On Friday, six more U.S. Senators signed on as sponsors of the Restricting the Emergence of Security Threats that Risk Information and Communications Technology (RESTRICT) Act, bipartisan legislation giving President Joe Biden new powers to ban the Chinese-owned app. Now 18 senators are on board, and the Biden administration has endorsed the effort.
Not on the list of sponsors: Sens. Bob Casey and John Fetterman. They are, however, on a recently-compiled list of a handful of members of Congress with TikTok accounts.
Both accounts were still active as of Sunday night. Neither senator responded to repeated requests for comment about their decision to remain on the controversial — and Communist-owned — video app.
The issue of TikTok giving China’s government access to data on U.S. citizens isn’t new. President Donald Trump tried to ban the app in 2020 but was blocked by the courts. Late last year, Biden signed an order banning the app from nearly all federal government devices.
The social media platform that is very popular with teenagers is owned by the Chinese company ByteDance. ByteDance had admitted that some employees had filched Americans’ information, The New York Times reported. But the parent company claimed those workers were fired.
Biden is demanding ByteDance sell TikTok. And the Biden Justice Department is investigating whether the Chinese-made app is spying on some of the journalists who cover the tech industry.
More and more Pennsylvania government entities are banning the app, including Chester County and Bucks County, which just filed a lawsuit against it for harming children’s mental health. In state government, Treasurer Stacy Garrity banned it on state devices her department controls. However, Gov. Josh Shapiro has a campaign account. At the same time, however, Shapiro was investigating TikTok as attorney general for its impact on youth.

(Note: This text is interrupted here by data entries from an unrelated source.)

//! Token kinds recognized by the Spyre lexer.

/// The kind of a lexical token.
///
/// Keywords are distinguished from [`TokenKind::Identifier`] by matching the
/// spelling against the reserved-word table during identifier scanning;
/// everything else is assigned a dedicated variant so the parser never has
/// to re-inspect spellings.
#[derive(Debug, Clone, PartialEq)]
pub enum TokenKind {
    /// `[A-Za-z_][A-Za-z0-9_]*` that is not a reserved word.
    Identifier(String),
    /// A digit run with no `.`.
    IntLiteral(u64),
    /// A digit run containing exactly one `.`.
    FloatLiteral(f64),
    /// Text between matching `"`, quotes stripped, no escape processing
    /// (the lexer performs none).
    StringLiteral(String),

    // Keywords
    Func,
    Cfunc,
    Struct,
    If,
    Elif,
    Else,
    While,
    For,
    Do,
    Return,
    Switch,
    Case,
    Break,
    Continue,
    Const,
    Volatile,
    Unsigned,
    Signed,
    Static,

    // Punctuation / operators, longest-match order: three-char, two-char, one-char.
    Ellipsis, // ...
    Arrow,    // ->

    AndAnd, // &&
    OrOr,   // ||
    Shl,    // <<
    Shr,    // >>
    EqEq,   // ==
    NotEq,  // !=
    Ge,     // >=
    Le,     // <=
    PlusEq,    // +=
    MinusEq,   // -=
    StarEq,    // *=
    SlashEq,   // /=
    PercentEq, // %=

    LParen,
    RParen,
    LBrace,
    RBrace,
    Comma,
    Colon,
    Semicolon,
    Dot,
    Caret, // ^ (pointer level / deref)
    Amp,   // & (address-of)
    Bang,  // ! (logical not)
    Plus,
    Minus,
    Star,
    Slash,
    Percent,
    Pipe,
    Gt,
    Lt,
    Assign,

    Eof,
}

impl TokenKind {
    /// Human-readable name used in parser error messages.
    pub fn describe(&self) -> String {
        match self {
            TokenKind::Identifier(s) => format!("identifier '{s}'"),
            TokenKind::IntLiteral(n) => format!("integer literal '{n}'"),
            TokenKind::FloatLiteral(n) => format!("float literal '{n}'"),
            TokenKind::StringLiteral(s) => format!("string literal \"{s}\""),
            TokenKind::Func => "'func'".into(),
            TokenKind::Cfunc => "'cfunc'".into(),
            TokenKind::Struct => "'struct'".into(),
            TokenKind::If => "'if'".into(),
            TokenKind::Elif => "'elif'".into(),
            TokenKind::Else => "'else'".into(),
            TokenKind::While => "'while'".into(),
            TokenKind::For => "'for'".into(),
            TokenKind::Do => "'do'".into(),
            TokenKind::Return => "'return'".into(),
            TokenKind::Switch => "'switch'".into(),
            TokenKind::Case => "'case'".into(),
            TokenKind::Break => "'break'".into(),
            TokenKind::Continue => "'continue'".into(),
            TokenKind::Const => "'const'".into(),
            TokenKind::Volatile => "'volatile'".into(),
            TokenKind::Unsigned => "'unsigned'".into(),
            TokenKind::Signed => "'signed'".into(),
            TokenKind::Static => "'static'".into(),
            TokenKind::Ellipsis => "'...'".into(),
            TokenKind::Arrow => "'->'".into(),
            TokenKind::AndAnd => "'&&'".into(),
            TokenKind::OrOr => "'||'".into(),
            TokenKind::Shl => "'<<'".into(),
            TokenKind::Shr => "'>>'".into(),
            TokenKind::EqEq => "'=='".into(),
            TokenKind::NotEq => "'!='".into(),
            TokenKind::Ge => "'>='".into(),
            TokenKind::Le => "'<='".into(),
            TokenKind::PlusEq => "'+='".into(),
            TokenKind::MinusEq => "'-='".into(),
            TokenKind::StarEq => "'*='".into(),
            TokenKind::SlashEq => "'/='".into(),
            TokenKind::PercentEq => "'%='".into(),
            TokenKind::LParen => "'('".into(),
            TokenKind::RParen => "')'".into(),
            TokenKind::LBrace => "'{'".into(),
            TokenKind::RBrace => "'}'".into(),
            TokenKind::Comma => "','".into(),
            TokenKind::Colon => "':'".into(),
            TokenKind::Semicolon => "';'".into(),
            TokenKind::Dot => "'.'".into(),
            TokenKind::Caret => "'^'".into(),
            TokenKind::Amp => "'&'".into(),
            TokenKind::Bang => "'!'".into(),
            TokenKind::Plus => "'+'".into(),
            TokenKind::Minus => "'-'".into(),
            TokenKind::Star => "'*'".into(),
            TokenKind::Slash => "'/'".into(),
            TokenKind::Percent => "'%'".into(),
            TokenKind::Pipe => "'|'".into(),
            TokenKind::Gt => "'>'".into(),
            TokenKind::Lt => "'<'".into(),
            TokenKind::Assign => "'='".into(),
            TokenKind::Eof => "end of file".into(),
        }
    }

    /// True for the keyword variants; used by the parser to flag a bare
    /// keyword inside an expression as a likely missing semicolon.
    pub fn is_keyword(&self) -> bool {
        matches!(
            self,
            TokenKind::Func
                | TokenKind::Cfunc
                | TokenKind::Struct
                | TokenKind::If
                | TokenKind::Elif
                | TokenKind::Else
                | TokenKind::While
                | TokenKind::For
                | TokenKind::Do
                | TokenKind::Return
                | TokenKind::Switch
                | TokenKind::Case
                | TokenKind::Break
                | TokenKind::Continue
                | TokenKind::Const
                | TokenKind::Volatile
                | TokenKind::Unsigned
                | TokenKind::Signed
                | TokenKind::Static
        )
    }
}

A January 2023 review by States News Service confirmed 32 of the 535 members of Congress had TikTok accounts, including Casey, Fetterman, and local Rep. Chrissy Houlahan (D-Chester/Berks)
Contacted by DVJournal, a Houlahan spokesperson confirmed, “Her account still exists, but it is not active, and it is not on any House-issued devices.”
TikTok CEO Shou Zi Chew is scheduled to testify before Congress on Thursday. According to reports, he plans to argue that the app, which has about 150 million regular users in the U.S. — or about 45 percent of the population — is too deeply enmeshed in the nation’s social media to be banned.
A TikTok spokesperson recently sent DVJournal this statement: “The ban of TikTok on federal devices was passed in December without any deliberation, and unfortunately, that approach has served as a blueprint for other world governments. These bans are little more than political theater. We hope that when it comes to addressing national security concerns about TikTok beyond government devices, Congress will explore solutions that won’t have the effect of censoring the voices of millions of Americans.
“The swiftest and most thorough way to address any national security concerns about TikTok is for CFIUS to adopt the proposed agreement that we worked with them on for nearly two years. These plans have been developed under the oversight of our country’s top national security agencies, and we are well underway in implementing them to further secure our platform in the United States.”